[Stored items]

Content starts

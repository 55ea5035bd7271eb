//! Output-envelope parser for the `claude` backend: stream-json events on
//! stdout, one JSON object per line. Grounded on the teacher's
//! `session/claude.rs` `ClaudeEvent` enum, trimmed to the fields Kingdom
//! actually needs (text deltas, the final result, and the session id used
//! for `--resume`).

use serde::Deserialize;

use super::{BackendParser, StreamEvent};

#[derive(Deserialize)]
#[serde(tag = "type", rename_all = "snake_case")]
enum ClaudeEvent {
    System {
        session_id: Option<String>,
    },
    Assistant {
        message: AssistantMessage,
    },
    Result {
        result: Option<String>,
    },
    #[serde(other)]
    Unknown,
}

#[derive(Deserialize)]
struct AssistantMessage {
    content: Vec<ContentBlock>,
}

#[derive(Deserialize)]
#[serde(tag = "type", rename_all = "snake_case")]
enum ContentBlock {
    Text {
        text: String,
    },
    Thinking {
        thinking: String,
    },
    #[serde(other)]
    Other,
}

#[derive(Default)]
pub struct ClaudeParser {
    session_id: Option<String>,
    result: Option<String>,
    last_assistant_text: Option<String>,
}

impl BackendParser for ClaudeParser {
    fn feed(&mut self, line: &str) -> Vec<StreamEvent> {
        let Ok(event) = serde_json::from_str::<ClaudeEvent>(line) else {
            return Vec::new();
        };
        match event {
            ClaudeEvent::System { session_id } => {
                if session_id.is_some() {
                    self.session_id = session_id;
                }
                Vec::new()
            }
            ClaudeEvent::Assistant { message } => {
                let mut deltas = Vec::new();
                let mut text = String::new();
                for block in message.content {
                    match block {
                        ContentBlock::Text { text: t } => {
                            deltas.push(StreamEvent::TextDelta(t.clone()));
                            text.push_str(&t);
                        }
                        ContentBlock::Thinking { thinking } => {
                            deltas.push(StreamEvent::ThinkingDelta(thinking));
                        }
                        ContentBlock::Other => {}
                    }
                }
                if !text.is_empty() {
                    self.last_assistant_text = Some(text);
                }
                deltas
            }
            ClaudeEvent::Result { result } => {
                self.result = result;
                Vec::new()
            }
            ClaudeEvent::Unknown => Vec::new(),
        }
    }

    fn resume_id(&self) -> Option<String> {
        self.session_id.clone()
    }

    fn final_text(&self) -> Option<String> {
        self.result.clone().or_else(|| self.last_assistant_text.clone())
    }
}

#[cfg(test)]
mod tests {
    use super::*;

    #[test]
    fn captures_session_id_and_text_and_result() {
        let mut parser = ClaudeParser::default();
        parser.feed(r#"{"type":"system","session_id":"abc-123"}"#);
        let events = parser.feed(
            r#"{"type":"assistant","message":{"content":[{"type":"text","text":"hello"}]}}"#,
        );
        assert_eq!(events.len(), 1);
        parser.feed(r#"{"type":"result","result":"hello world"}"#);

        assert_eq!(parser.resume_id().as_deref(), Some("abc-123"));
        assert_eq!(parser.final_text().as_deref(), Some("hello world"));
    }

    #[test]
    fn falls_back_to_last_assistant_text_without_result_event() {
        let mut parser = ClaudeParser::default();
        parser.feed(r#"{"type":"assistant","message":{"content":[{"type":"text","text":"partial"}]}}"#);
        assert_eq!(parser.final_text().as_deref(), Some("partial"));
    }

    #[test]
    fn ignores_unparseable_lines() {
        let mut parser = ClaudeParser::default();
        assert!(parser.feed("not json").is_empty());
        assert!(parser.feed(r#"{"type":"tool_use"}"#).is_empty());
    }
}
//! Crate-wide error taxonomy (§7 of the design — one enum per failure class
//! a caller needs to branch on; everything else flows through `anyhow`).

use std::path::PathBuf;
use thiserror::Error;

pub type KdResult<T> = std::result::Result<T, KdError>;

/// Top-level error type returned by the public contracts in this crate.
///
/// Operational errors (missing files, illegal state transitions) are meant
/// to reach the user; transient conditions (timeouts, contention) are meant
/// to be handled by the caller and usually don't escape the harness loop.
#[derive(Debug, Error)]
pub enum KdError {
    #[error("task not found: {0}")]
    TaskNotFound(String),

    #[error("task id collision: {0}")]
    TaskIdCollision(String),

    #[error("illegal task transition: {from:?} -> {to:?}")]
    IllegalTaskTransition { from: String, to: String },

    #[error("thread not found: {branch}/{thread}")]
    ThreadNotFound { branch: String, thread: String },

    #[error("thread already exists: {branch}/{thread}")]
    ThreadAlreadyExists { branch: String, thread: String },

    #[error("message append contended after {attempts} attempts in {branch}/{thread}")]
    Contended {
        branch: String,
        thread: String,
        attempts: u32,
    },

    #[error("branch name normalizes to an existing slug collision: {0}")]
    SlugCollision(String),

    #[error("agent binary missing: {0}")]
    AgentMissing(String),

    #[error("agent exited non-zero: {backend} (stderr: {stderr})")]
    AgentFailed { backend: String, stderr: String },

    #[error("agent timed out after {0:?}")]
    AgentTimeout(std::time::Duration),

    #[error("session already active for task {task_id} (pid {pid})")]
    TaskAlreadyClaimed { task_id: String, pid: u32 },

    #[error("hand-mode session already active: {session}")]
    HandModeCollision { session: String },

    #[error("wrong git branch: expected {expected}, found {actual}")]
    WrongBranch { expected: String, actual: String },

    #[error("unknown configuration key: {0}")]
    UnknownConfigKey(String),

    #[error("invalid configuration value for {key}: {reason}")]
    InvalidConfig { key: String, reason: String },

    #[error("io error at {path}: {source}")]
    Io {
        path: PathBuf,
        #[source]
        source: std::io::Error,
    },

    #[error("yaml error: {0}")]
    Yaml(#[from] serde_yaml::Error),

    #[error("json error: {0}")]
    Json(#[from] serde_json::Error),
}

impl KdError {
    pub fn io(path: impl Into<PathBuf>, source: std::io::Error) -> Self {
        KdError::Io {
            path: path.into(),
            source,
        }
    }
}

Content ends

TRY IT: Gather all lines with the string "hello" from the data.

EXERCISE RESPONSE:
            r#"{"type":"assistant","message":{"content":[{"type":"text","text":"hello"}]}}"#,
        parser.feed(r#"{"type":"result","result":"hello world"}"#);
        assert_eq!(parser.final_text().as_deref(), Some("hello world"));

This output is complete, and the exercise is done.